In one example, we extended a novel SAGE tag, to full-length cDNA and found that it matched to chromosome 19 band q13. The predicted intron/exon boundaries are based on blast search; none of the various strategies for identifying expressed sequences in the genome such as Ensemble or Genescan identified any expressed sequences.
We have been able to compare alternatively spliced genes in the two normal libraries. In a series of four genes different numbers of SAGE tags
representing alternatively spliced genes were identified in CD34+ and CD15+ cells. In some cases only one form is expressed in CD15+ cells and is not expressed in CD34+ cells. In another example, the same forms are expressed, but at different levels.
It has been an uphill battle trying to persuade people that these novel tags are biologically important. We were reassured from the recent paper in Science from Karpanov in collaboration with Bob Strasburg at NCI, describing large-scale transcriptional activity in chromosomes 21 and 22. One of the figures in the paper illustrated the use of the chip that was developed for the DiGeorge critical region on chromosome 22. RNA was obtained from a number of different cell lines, and then hybridized to this chip, which has a complete genomic sequence for this particular region. There was substantial hybridization of the RNA from these cell lines to the genomic DNA. But there was only a single exon predicted in this area. The conclusion from the paper in Science was that there is possibly an order of magnitude greater number of sites of transcription, of mature cytoplasmic poly A+ RNA than can be accounted for by the current annotation of the sequence of the human genome. Our data supports the idea that about half of the SAGE tags have no match.
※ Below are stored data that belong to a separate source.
impl Harness {
    fn new() -> Self {
        Harness::with_pool(Pool::new(&buf::Config::default()))
    }

    fn with_pool(pool: Pool) -> Self {
        let wire = Wire::default();
        let mut endpoint = Endpoint::new(pool, Config::default());
        let port = endpoint.add_port(LOCAL, wire.clone());
        Harness { endpoint, wire, port, now: Instant::from_millis(0) }
    }

    fn advance(&mut self, millis: i64) {
        self.now = Instant::from_millis(self.now.total_millis() + millis);
        self.endpoint.advance(self.now);
    }

    /// Segments sent since the last call, verified and parsed.
    fn sent(&mut self) -> Vec<(TcpRepr, Vec<u8>)> {
        let sent: Vec<_> = self.wire.sent.borrow_mut().drain(..).collect();
        sent.into_iter().map(|(info, chain)| {
            assert_eq!(info.protocol, IpProtocol::Tcp);
            assert_eq!(checksum::segment(info.src, info.dst, IpProtocol::Tcp, &chain), !0);
            let bytes = chain.to_vec();
            let packet = TcpPacket::new_checked(&bytes[..]).expect("header");
            let repr = TcpRepr::parse(&packet, bytes.len()).expect("segment");
            let header_len = usize::from(packet.header_len());
            (repr, bytes[header_len..].to_vec())
        }).collect()
    }

    fn deliver(&mut self, repr: TcpRepr, payload: &[u8]) {
        let info = SendInfo {
            src: REMOTE,
            dst: LOCAL,
            protocol: IpProtocol::Tcp,
            ttl: 64,
            tos: 0,
            dont_fragment: false,
        };
        let repr = TcpRepr { payload_len: payload.len(), ..repr };
        let data = if payload.is_empty() {
            None
        } else {
            Some(self.endpoint.pool().alloc_from(payload))
        };
        let segment = build_segment(self.endpoint.pool(), &info, &repr, data);
        let arrival = Arrival { src: REMOTE, dst: LOCAL, protocol: IpProtocol::Tcp };
        self.endpoint.receive(self.port, arrival, segment);
    }

    fn completions(&mut self) -> Vec<Completion> {
        self.endpoint.completions().collect()
    }

    fn configure(&mut self, handle: Handle, settings: Settings) {
        assert_eq!(
            self.endpoint.ioctl(handle, Ioctl::SetConfig(settings)),
            Poll::Ready(Ok(IoctlReply::Done)));
    }

    fn listen(&mut self) -> Handle {
        let handle = self.endpoint.open(self.port).unwrap();
        self.configure(handle, Settings {
            local_port: Some(LocalPort::Set(LOCAL_PORT)),
            ..Settings::default()
        });
        assert_eq!(self.endpoint.ioctl(handle, Ioctl::Listen), Poll::Pending);
        handle
    }

    /// Complete a passive open from a peer starting at `peer_isn`. Returns our ISS.
    fn accept(&mut self, peer_isn: u32) -> (Handle, SeqNumber) {
        self.accept_from(REMOTE_PORT, peer_isn)
    }

    fn accept_from(&mut self, remote_port: u16, peer_isn: u32) -> (Handle, SeqNumber) {
        let handle = self.listen();
        let syn = TcpRepr {
            src_port: remote_port,
            max_seg_size: Some(1460),
            ..peer(TcpFlags::SYN, peer_isn, None)
        };
        self.deliver(syn, &[]);

        let sent = self.sent();
        assert_eq!(sent.len(), 1);
        let synack = sent[0].0;
        assert!(synack.flags.syn());
        assert_eq!(synack.ack_number, Some(SeqNumber(peer_isn) + 1));
        assert_eq!(synack.max_seg_size, Some(1460));
        assert_eq!(self.endpoint.state(handle), Some(State::SynReceived));

        let iss = synack.seq_number;
        let established = peer(ack(), peer_isn.wrapping_add(1), Some(iss + 1));
        self.deliver(TcpRepr { src_port: remote_port, ..established }, &[]);
        assert_eq!(self.endpoint.state(handle), Some(State::Established));
        assert!(self.sent().is_empty());
        let done = self.completions();
        assert_eq!(done.len(), 1);
        assert_eq!(done[0].handle, handle);
        match done[0].reply {
            Reply::Ioctl(Ok(IoctlReply::Done)) => (),
            ref other => panic!("listen completed with {:?}", other),
        }
        (handle, iss)
    }

    /// Start an active open. Returns the ISS of the SYN.
    fn connect(&mut self) -> (Handle, SeqNumber) {
        let handle = self.endpoint.open(self.port).unwrap();
        self.configure(handle, Settings {
            local_port: Some(LocalPort::Set(LOCAL_PORT)),
            remote_addr: Some(Remote::Only(REMOTE)),
            remote_port: Some(Remote::Only(REMOTE_PORT)),
            ..Settings::default()
        });
        assert_eq!(self.endpoint.ioctl(handle, Ioctl::Connect), Poll::Pending);
        assert_eq!(self.endpoint.state(handle), Some(State::SynSent));

        let sent = self.sent();
        assert_eq!(sent.len(), 1);
        let syn = sent[0].0;
        assert!(syn.flags.syn());
        assert_eq!(syn.ack_number, None);
        assert_eq!(syn.max_seg_size, Some(1460));
        (handle, syn.seq_number)
    }

    fn read_bytes(&mut self, handle: Handle, max: usize) -> Vec<u8> {
        match self.endpoint.read(handle, max) {
            Poll::Ready(Ok(Some(data))) => data.to_vec(),
            other => panic!("expected data, got {:?}", other),
        }
    }

    fn write_bytes(&mut self, handle: Handle, data: &[u8]) -> Poll<crate::layer::Result<usize>> {
        let chain = self.endpoint.pool().alloc_from(data);
        self.endpoint.write(handle, chain)
    }

    fn conn_id(&self, handle: Handle) -> ConnId {
        self.endpoint.clients[handle.0].as_ref()
            .and_then(|client| client.conn)
            .expect("handle with connection")
    }

    fn conn(&self, handle: Handle) -> core::cell::Ref<connection::Connection> {
        self.endpoint.table.conns[self.conn_id(handle)].borrow()
    }
}

fn pattern(len: usize) -> Vec<u8> {
    (0..len).map(|i| (i * 13 + 1) as u8).collect()
}

#[test]
fn passive_open_and_receive() {
    let mut h = Harness::new();
    let (handle, iss) = h.accept(100);

    h.deliver(peer(TcpFlags::PSH, 101, Some(iss + 1)), b"0123456789");
    let sent = h.sent();
    assert_eq!(sent.len(), 1);
    assert_eq!(sent[0].0.ack_number, Some(SeqNumber(111)));
    assert_eq!(sent[0].0.seq_number, iss + 1);
    assert!(sent[0].1.is_empty());

    assert_eq!(h.read_bytes(handle, 100), b"0123456789");
    assert!(h.endpoint.read(handle, 100).is_pending());
}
There are a number of possibilities as to why this occurs. Clearly, the transcripts may be derived from splicing variants of known genes. I have already shown you using our own data that we know that this is true. The transcripts are present at very low levels. We have emphasized this from our own data, but that was a point that was made in the Science paper. The level of RT-PCR and nested RT-PCR that they had to use to get some of these transcripts indicates that they are present at low levels. The present method of getting ESTs really mitigates against finding low level RNA copies; this suggests that we need to change some of our strategies.
Are these transcripts non-coding RNA? There has been a great deal of interest now in RNA regulating the transcription of other genes. So maybe these transcripts are present in the cell and maybe they are much more abundant than any of us might imagine, but they are there to regulate other RNA or other cellular processes that we are not aware of at the present time. However, I do think that some of the transcripts may be novel genes that are not identified using current algorithms. So the broader message, and this is just an illustration, is that there is a great deal more that we are going to learn by the comparison, not only amongst genomes, but amongst these transcribed sequences. We need to try to understand what, if any, function they have in the cell. My own interest is how they are related to the development of leukemia in these particular patients.
I want to acknowledge the people in the laboratory who have been responsible for this aspect of the research. San Ming Wang is the leader of
the group. Jinjun Chen is a very clever colleague who developed the GLGI. Sangzyu Lee and Guolin Zhang are doing the leukemia libraries. Markus Muschen was a visitor from Germany, his interest is in B-cells and so he is doing SAGE on B-cells. We are also indebted to Terry Clark who undertook the challenge to transform the enormous SAGE database into something intelligible.